Type out the records again, exactly as they are.

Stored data
_ _ _ _
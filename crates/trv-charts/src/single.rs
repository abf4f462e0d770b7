use trv_types::{SnapshotMetric, SnapshotRecord};

use crate::{
    error::ChartError,
    format::{metric_formatter, parse_rounded},
    policy::ConflictPolicy,
    row::{RowTimestamp, SeriesRow},
};

/// Chart row for a dashboard showing a single strategy.
///
/// Next to the selected metric the row carries either the fixed companion
/// metrics (debt and credit for net debt) or, when the metric decomposes per
/// asset, one value per token symbol.
pub fn build_row(
    snapshot: &SnapshotRecord,
    selected: SnapshotMetric,
    policy: ConflictPolicy,
) -> Result<SeriesRow, ChartError> {
    let bucket = snapshot.timestamp.as_str();
    let mut row = SeriesRow::new(RowTimestamp::Text(snapshot.timestamp.clone()));

    let format = metric_formatter(selected);
    policy.insert(
        &mut row,
        selected.as_str(),
        format(snapshot.metric(selected)),
        bucket,
    )?;

    let companions = selected.companions();
    if !companions.is_empty() {
        for companion in companions {
            policy.insert(
                &mut row,
                companion.as_str(),
                parse_rounded(snapshot.metric(*companion)),
                bucket,
            )?;
        }
        return Ok(row);
    }

    if let Some(field) = selected.token_breakdown() {
        for token in &snapshot.strategy_tokens {
            policy.insert(
                &mut row,
                &token.symbol,
                parse_rounded(token.value(field)),
                bucket,
            )?;
        }
    }

    Ok(row)
}

pub fn build_single_series<'a, I>(
    rows: I,
    selected: SnapshotMetric,
    policy: ConflictPolicy,
) -> Result<Vec<SeriesRow>, ChartError>
where
    I: IntoIterator<Item = &'a SnapshotRecord>,
{
    rows.into_iter()
        .map(|snapshot| build_row(snapshot, selected, policy))
        .collect()
}

#[cfg(test)]
mod tests {
    use std::collections::BTreeSet;

    use trv_types::TokenBreakdown;

    use super::*;

    fn token(symbol: &str, debt: &str, market_value: &str) -> TokenBreakdown {
        TokenBreakdown {
            symbol: symbol.to_string(),
            debt_usd: debt.to_string(),
            market_value_usd: market_value.to_string(),
            ..Default::default()
        }
    }

    fn snapshot() -> SnapshotRecord {
        SnapshotRecord {
            timestamp: "1700000000".to_string(),
            timeframe: "1699920000".to_string(),
            strategy_name: "RamosStrategy".to_string(),
            total_market_value_usd: "1500.5".to_string(),
            debt_usd: "900.2".to_string(),
            net_debt_usd: "400.7".to_string(),
            credit_usd: "500.1".to_string(),
            principal_usd: "800".to_string(),
            benchmarked_equity_usd: "42".to_string(),
            strategy_tokens: vec![token("DAI", "600", "1000"), token("TEMPLE", "300.4", "500.5")],
            ..Default::default()
        }
    }

    fn keys(row: &SeriesRow) -> BTreeSet<&str> {
        row.keys().collect()
    }

    #[test]
    fn test_net_debt_adds_fixed_companions_only() {
        let row = build_row(&snapshot(), SnapshotMetric::NetDebtUsd, ConflictPolicy::LastWins)
            .unwrap();
        assert_eq!(
            keys(&row),
            BTreeSet::from(["netDebtUSD", "debtUSD", "creditUSD"])
        );
        assert_eq!(row.timestamp, RowTimestamp::Text("1700000000".to_string()));
        assert_eq!(row.get("netDebtUSD"), Some(401.0));
        assert_eq!(row.get("debtUSD"), Some(900.0));
        assert_eq!(row.get("creditUSD"), Some(500.0));
    }

    #[test]
    fn test_breakdown_adds_one_key_per_token() {
        let row = build_row(
            &snapshot(),
            SnapshotMetric::TotalMarketValueUsd,
            ConflictPolicy::LastWins,
        )
        .unwrap();
        assert_eq!(
            keys(&row),
            BTreeSet::from(["totalMarketValueUSD", "DAI", "TEMPLE"])
        );
        assert_eq!(row.get("totalMarketValueUSD"), Some(1501.0));
        assert_eq!(row.get("TEMPLE"), Some(501.0));

        let debt = build_row(&snapshot(), SnapshotMetric::DebtUsd, ConflictPolicy::LastWins)
            .unwrap();
        assert_eq!(debt.get("DAI"), Some(600.0));
        assert_eq!(debt.get("TEMPLE"), Some(300.0));
    }

    #[test]
    fn test_metric_without_breakdown_adds_nothing() {
        let row = build_row(
            &snapshot(),
            SnapshotMetric::BenchmarkedEquityUsd,
            ConflictPolicy::LastWins,
        )
        .unwrap();
        assert_eq!(keys(&row), BTreeSet::from(["benchmarkedEquityUSD"]));
    }

    #[test]
    fn test_symbol_collision_follows_policy() {
        let mut snap = snapshot();
        snap.strategy_tokens = vec![token("DAI", "1", "10"), token("DAI", "2", "20")];

        let last = build_row(&snap, SnapshotMetric::DebtUsd, ConflictPolicy::LastWins).unwrap();
        assert_eq!(last.get("DAI"), Some(2.0));

        let first = build_row(&snap, SnapshotMetric::DebtUsd, ConflictPolicy::FirstWins).unwrap();
        assert_eq!(first.get("DAI"), Some(1.0));

        assert!(build_row(&snap, SnapshotMetric::DebtUsd, ConflictPolicy::Error).is_err());
    }

    #[test]
    fn test_series_keeps_input_order() {
        let mut later = snapshot();
        later.timestamp = "1700086400".to_string();
        let rows = [snapshot(), later];

        let series =
            build_single_series(&rows, SnapshotMetric::PrincipalUsd, ConflictPolicy::LastWins)
                .unwrap();
        assert_eq!(series.len(), 2);
        assert_eq!(series[1].timestamp, RowTimestamp::Text("1700086400".to_string()));
    }
}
_ _ _ _
:: Final answer ::
filename crates/trv-charts/src/single.rs
repository abf4f462e0d770b7
use trv_types::{SnapshotMetric, SnapshotRecord};

use crate::{
    error::ChartError,
    format::{metric_formatter, parse_rounded},
    policy::ConflictPolicy,
    row::{RowTimestamp, SeriesRow},
};

/// Chart row for a dashboard showing a single strategy.
///
/// Next to the selected metric the row carries either the fixed companion
/// metrics (debt and credit for net debt) or, when the metric decomposes per
/// asset, one value per token symbol.
pub fn build_row(
    snapshot: &SnapshotRecord,
    selected: SnapshotMetric,
    policy: ConflictPolicy,
) -> Result<SeriesRow, ChartError> {
    let bucket = snapshot.timestamp.as_str();
    let mut row = SeriesRow::new(RowTimestamp::Text(snapshot.timestamp.clone()));

    let format = metric_formatter(selected);
    policy.insert(
        &mut row,
        selected.as_str(),
        format(snapshot.metric(selected)),
        bucket,
    )?;

    let companions = selected.companions();
    if !companions.is_empty() {
        for companion in companions {
            policy.insert(
                &mut row,
                companion.as_str(),
                parse_rounded(snapshot.metric(*companion)),
                bucket,
            )?;
        }
        return Ok(row);
    }

    if let Some(field) = selected.token_breakdown() {
        for token in &snapshot.strategy_tokens {
            policy.insert(
                &mut row,
                &token.symbol,
                parse_rounded(token.value(field)),
                bucket,
            )?;
        }
    }

    Ok(row)
}

pub fn build_single_series<'a, I>(
    rows: I,
    selected: SnapshotMetric,
    policy: ConflictPolicy,
) -> Result<Vec<SeriesRow>, ChartError>
where
    I: IntoIterator<Item = &'a SnapshotRecord>,
{
    rows.into_iter()
        .map(|snapshot| build_row(snapshot, selected, policy))
        .collect()
}

#[cfg(test)]
mod tests {
    use std::collections::BTreeSet;

    use trv_types::TokenBreakdown;

    use super::*;

    fn token(symbol: &str, debt: &str, market_value: &str) -> TokenBreakdown {
        TokenBreakdown {
            symbol: symbol.to_string(),
            debt_usd: debt.to_string(),
            market_value_usd: market_value.to_string(),
            ..Default::default()
        }
    }

    fn snapshot() -> SnapshotRecord {
        SnapshotRecord {
            timestamp: "1700000000".to_string(),
            timeframe: "1699920000".to_string(),
            strategy_name: "RamosStrategy".to_string(),
            total_market_value_usd: "1500.5".to_string(),
            debt_usd: "900.2".to_string(),
            net_debt_usd: "400.7".to_string(),
            credit_usd: "500.1".to_string(),
            principal_usd: "800".to_string(),
            benchmarked_equity_usd: "42".to_string(),
            strategy_tokens: vec![token("DAI", "600", "1000"), token("TEMPLE", "300.4", "500.5")],
            ..Default::default()
        }
    }

    fn keys(row: &SeriesRow) -> BTreeSet<&str> {
        row.keys().collect()
    }

    #[test]
    fn test_net_debt_adds_fixed_companions_only() {
        let row = build_row(&snapshot(), SnapshotMetric::NetDebtUsd, ConflictPolicy::LastWins)
            .unwrap();
        assert_eq!(
            keys(&row),
            BTreeSet::from(["netDebtUSD", "debtUSD", "creditUSD"])
        );
        assert_eq!(row.timestamp, RowTimestamp::Text("1700000000".to_string()));
        assert_eq!(row.get("netDebtUSD"), Some(401.0));
        assert_eq!(row.get("debtUSD"), Some(900.0));
        assert_eq!(row.get("creditUSD"), Some(500.0));
    }

    #[test]
    fn test_breakdown_adds_one_key_per_token() {
        let row = build_row(
            &snapshot(),
            SnapshotMetric::TotalMarketValueUsd,
            ConflictPolicy::LastWins,
        )
        .unwrap();
        assert_eq!(
            keys(&row),
            BTreeSet::from(["totalMarketValueUSD", "DAI", "TEMPLE"])
        );
        assert_eq!(row.get("totalMarketValueUSD"), Some(1501.0));
        assert_eq!(row.get("TEMPLE"), Some(501.0));

        let debt = build_row(&snapshot(), SnapshotMetric::DebtUsd, ConflictPolicy::LastWins)
            .unwrap();
        assert_eq!(debt.get("DAI"), Some(600.0));
        assert_eq!(debt.get("TEMPLE"), Some(300.0));
    }

    #[test]
    fn test_metric_without_breakdown_adds_nothing() {
        let row = build_row(
            &snapshot(),
            SnapshotMetric::BenchmarkedEquityUsd,
            ConflictPolicy::LastWins,
        )
        .unwrap();
        assert_eq!(keys(&row), BTreeSet::from(["benchmarkedEquityUSD"]));
    }

    #[test]
    fn test_symbol_collision_follows_policy() {
        let mut snap = snapshot();
        snap.strategy_tokens = vec![token("DAI", "1", "10"), token("DAI", "2", "20")];

        let last = build_row(&snap, SnapshotMetric::DebtUsd, ConflictPolicy::LastWins).unwrap();
        assert_eq!(last.get("DAI"), Some(2.0));

        let first = build_row(&snap, SnapshotMetric::DebtUsd, ConflictPolicy::FirstWins).unwrap();
        assert_eq!(first.get("DAI"), Some(1.0));

        assert!(build_row(&snap, SnapshotMetric::DebtUsd, ConflictPolicy::Error).is_err());
    }

    #[test]
    fn test_series_keeps_input_order() {
        let mut later = snapshot();
        later.timestamp = "1700086400".to_string();
        let rows = [snapshot(), later];

        let series =
            build_single_series(&rows, SnapshotMetric::PrincipalUsd, ConflictPolicy::LastWins)
                .unwrap();
        assert_eq!(series.len(), 2);
        assert_eq!(series[1].timestamp, RowTimestamp::Text("1700086400".to_string()));
    }
}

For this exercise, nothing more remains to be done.